Onze ans qu’Interpol ne s’était pas offert les services d’un producteur avec Dave Friddman. Connu pour avoir déjà travaillé avec Spoon, Tame Impala et MGMT, est-il responsable de l’ouverture des chakras ? Dans l’intervalle, Paul Banks se dévoile et décide enfin de piocher dans ses propres expériences. Il n’a jamais été avare en interprétation et n’a pas pour habitude non plus de conter le bottin mais il y a un supplément d’âme et plus de modulations dans sa voix. Infidélité, désir, colère, retour lucide sur son passé , il semble être prêt à s’exprimer et emporte le disque a son rythme.
Pour la musique, le mix met fortement en avant une batterie qui se montre toujours aussi vive. Sam Fogarino est connu pour taper fort et vite et le mixage nous le rappelle avec un enregistrement effectué en analogique. Les guitares mélodiques de Daniel Kessler compensent le manque de groove de certaines lignes de basse et l’ensemble tient la baraque le long des 13 titres. En évoquant les grandes heures des deux premiers disques sur ‘’Complications’’ et l’indispensable ‘’Flight of Fancy’’, en étant fougueux et implacablement élégant sur ‘’Stay In Touch’’ ou carrément agressif sur ‘’Mountain Child’’. Les morceaux déroulent et s’enchaînent avec une belle cohérence même si ça ronronne déjà plus sur ‘’NYSMAW’’ ou ‘’Party’s Over’’. Rien n’entache l’impression générale positive et surtout quand le disque se termine avec la très belle »It Probably Matters’’.

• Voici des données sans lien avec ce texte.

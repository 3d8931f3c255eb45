//! Launch orchestration.
//!
//! Port selection, backend spawn and health polling run in sequence. Every
//! failure ends in one of two places the user can see: the main window, or
//! the error screen showing the server log. The error screen is shown at most
//! once per launch.

use std::sync::Mutex;
use std::sync::atomic::{AtomicBool, Ordering};
use std::time::Duration;

use anyhow::{Context, Result};
use tokio::sync::mpsc;
use tokio::time::Instant;
use tokio_util::sync::CancellationToken;

use crate::config::keys;
use crate::context::RuntimeContext;
use crate::error::PortError;
use crate::health::{self, HealthCheckSession, HealthPoller, HttpProbe, LaunchTiming, PollOutcome};
use crate::port;
use crate::supervisor::{LaunchSpec, RuntimeSignal, ServerProcess, Supervisor};
use crate::update::ServerEndpoint;

pub const PORT_IN_USE_MESSAGE: &str =
    "The port specified is already in use. Please enter a free port number.";

/// Zoom change per zoom in/out request.
pub const ZOOM_STEP: f64 = 0.5;

#[derive(Debug, Clone, PartialEq, Eq)]
pub enum LaunchOutcome {
    /// Backend healthy; the main window was shown at `url`.
    Ready { url: String },
    /// Spawn failure or health timeout; the error screen was shown.
    Failed,
    /// Torn down before the backend became healthy.
    Cancelled,
    /// The configured fixed port is taken; the user was alerted.
    PortUnavailable { port: u16 },
}

/// Drives one backend launch and owns the resulting process.
pub struct Launcher {
    ctx: RuntimeContext,
    supervisor: Supervisor,
    signals: Mutex<Option<mpsc::UnboundedReceiver<RuntimeSignal>>>,
    process: tokio::sync::Mutex<Option<ServerProcess>>,
    launch: Mutex<Option<LaunchSpec>>,
    splash_visible: AtomicBool,
    timeout_override: Option<Duration>,
    cancel: CancellationToken,
}

impl Launcher {
    pub fn new(ctx: RuntimeContext) -> Self {
        let (tx, rx) = mpsc::unbounded_channel();
        let supervisor = Supervisor::new(ctx.log.clone(), ctx.platform, tx);
        Self {
            ctx,
            supervisor,
            signals: Mutex::new(Some(rx)),
            process: tokio::sync::Mutex::new(None),
            launch: Mutex::new(None),
            splash_visible: AtomicBool::new(true),
            timeout_override: None,
            cancel: CancellationToken::new(),
        }
    }

    /// Use `timeout` instead of the configured connection timeout.
    pub fn with_timeout(mut self, timeout: Option<Duration>) -> Self {
        self.timeout_override = timeout;
        self
    }

    pub fn context(&self) -> &RuntimeContext {
        &self.ctx
    }

    /// Token that aborts the launch and the signal loop.
    pub fn cancel_token(&self) -> CancellationToken {
        self.cancel.clone()
    }

    /// Backend address once a launch has spawned it.
    pub fn endpoint(&self) -> Option<ServerEndpoint> {
        self.launch
            .lock()
            .unwrap_or_else(|e| e.into_inner())
            .as_ref()
            .map(|spec| ServerEndpoint {
                base_url: spec.base_url(),
                session_key: spec.session_key.clone(),
            })
    }

    /// Start the backend and wait for it to become healthy.
    pub async fn launch(&self) -> Result<LaunchOutcome> {
        let launch_started = Instant::now();
        let presenter = &self.ctx.presenter;
        presenter.set_status(health::STATUS_STARTING);

        // Re-read on every launch; the user may have changed it since.
        let settings = self.ctx.config.snapshot();
        let requested = if settings.fixed_port {
            settings.port_no
        } else {
            0
        };

        let port = match port::acquire(requested).await {
            Ok(port) => port,
            Err(PortError::AddressInUse(port)) => {
                log::error!("Port {port} is already in use");
                presenter.alert(PORT_IN_USE_MESSAGE);
                return Ok(LaunchOutcome::PortUnavailable { port });
            }
            Err(e) => {
                log::error!("{e:#}");
                self.ctx.log.write_best_effort(format!("Failed to acquire a port: {e}"));
                self.fail();
                return Ok(LaunchOutcome::Failed);
            }
        };
        log::info!("Using port {port}");

        let spec = LaunchSpec::for_bundle(
            &self.ctx.runtime_dir,
            self.ctx.platform,
            self.ctx.dev_config.as_ref(),
            self.ctx.config.path(),
            port,
        );
        *self.launch.lock().unwrap_or_else(|e| e.into_inner()) = Some(spec.clone());

        let process = match self.supervisor.spawn(&spec) {
            Ok(process) => process,
            Err(e) => {
                log::error!("{e:#}");
                self.fail();
                return Ok(LaunchOutcome::Failed);
            }
        };
        let spawned = Instant::now();
        *self.process.lock().await = Some(process);
        presenter.set_status(health::STATUS_WAITING);

        let timeout = self
            .timeout_override
            .unwrap_or_else(|| Duration::from_secs(settings.connection_timeout));
        let probe = HttpProbe::new(spec.ping_url(), timeout).context("Failed to build HTTP client")?;
        let poller = HealthPoller::new(probe, presenter.clone());
        let session = HealthCheckSession::new(spec.ping_url(), spawned, timeout);
        let timing = LaunchTiming {
            launch_started,
            spawned,
        };

        match poller.poll_until_healthy(&session, timing, &self.cancel).await {
            PollOutcome::Healthy { .. } => {
                let url = spec.start_url();
                if self.splash_visible.swap(false, Ordering::SeqCst) {
                    presenter.show_main_window(&url);
                }
                Ok(LaunchOutcome::Ready { url })
            }
            PollOutcome::TimedOut { .. } => {
                self.ctx.log.write_best_effort(format!(
                    "pgAdmin did not respond within {} seconds.",
                    timeout.as_secs()
                ));
                self.fail();
                Ok(LaunchOutcome::Failed)
            }
            PollOutcome::Cancelled => Ok(LaunchOutcome::Cancelled),
        }
    }

    // Error screen with the server log, only while the splash is still up.
    fn fail(&self) {
        if self.splash_visible.swap(false, Ordering::SeqCst) {
            self.ctx.presenter.show_error(&self.ctx.log.read());
        } else {
            log::debug!("Launch failure after the splash was dismissed, ignoring");
        }
    }

    /// Route backend control markers to the presenter until cancelled.
    ///
    /// Zoom requests also update the persisted zoom level. Only the first
    /// call receives signals.
    pub async fn run_signal_loop(&self) {
        let rx = self.signals.lock().unwrap_or_else(|e| e.into_inner()).take();
        let Some(mut rx) = rx else {
            log::warn!("Signal loop already running");
            return;
        };

        loop {
            tokio::select! {
                _ = self.cancel.cancelled() => break,
                signal = rx.recv() => match signal {
                    Some(signal) => self.dispatch_signal(signal),
                    None => break,
                },
            }
        }
    }

    fn dispatch_signal(&self, signal: RuntimeSignal) {
        let current = self.ctx.config.get(keys::ZOOM_LEVEL, 0.0_f64);
        if let Some(zoom) = zoom_after(current, signal) {
            log::info!("Zoom level {current} -> {zoom}");
            if let Err(e) = self.ctx.config.set(keys::ZOOM_LEVEL, zoom) {
                log::warn!("Failed to store zoom level: {e:#}");
            }
        }
        self.ctx.presenter.handle_signal(signal);
    }

    /// Cancel polling, stop the backend and delete this run's log.
    pub async fn shutdown(&self) {
        self.cancel.cancel();
        if let Some(mut process) = self.process.lock().await.take() {
            log::info!("Stopping pgAdmin server (PID: {:?})", process.pid());
            process.kill().await;
        }
        if let Err(e) = self.ctx.log.remove() {
            log::warn!("{e:#}");
        }
    }
}

/// Zoom level after `signal`, `None` when it is not a zoom request.
pub fn zoom_after(current: f64, signal: RuntimeSignal) -> Option<f64> {
    match signal {
        RuntimeSignal::ZoomIn => Some(current + ZOOM_STEP),
        RuntimeSignal::ZoomOut => Some(current - ZOOM_STEP),
        RuntimeSignal::ActualSize => Some(0.0),
        _ => None,
    }
}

et repartir de plus belle.
Contrairement à ce que peut penser la critique, à mon humble avis, Interpol était bien loin du creux de la vague. El Pintor était déjà un bon album et le temps n’a pas rendu moins belles les perles que sont »Same Town, New Story », »My Desire » ou »All The Rage Back Home ». Mais l’ensemble est d’un bloc et manquait sûrement de souffle et d’inspiration sur la longueur avec une production et des compos très rentre-dedans. Marauder lui est supérieur car il ne connaît pas de trou d’air. Maintenant que le trio s’est rassuré sur sa capacité à créer, à se renouveler et à fédérer, ce sixième album est celui où ils prouvent qu’ils peuvent tabasser et se donner la place pour construire des ambiances et laisser les morceaux prendre de l’ampleur.
Qui aurait pu parier que les plus discrets de 2001 seraient les plus fringants en 2018 ? Loin devant la pause des Yeah Yeah Yeah’s ou la perdition des Strokes, Interpol s’est retrouvé et peut fièrement défendre son sixième disque. Avec joie, nous les retrouverons salle Pleyel le 29 novembre à Paris et le 28 au Forest National de Bruxelles.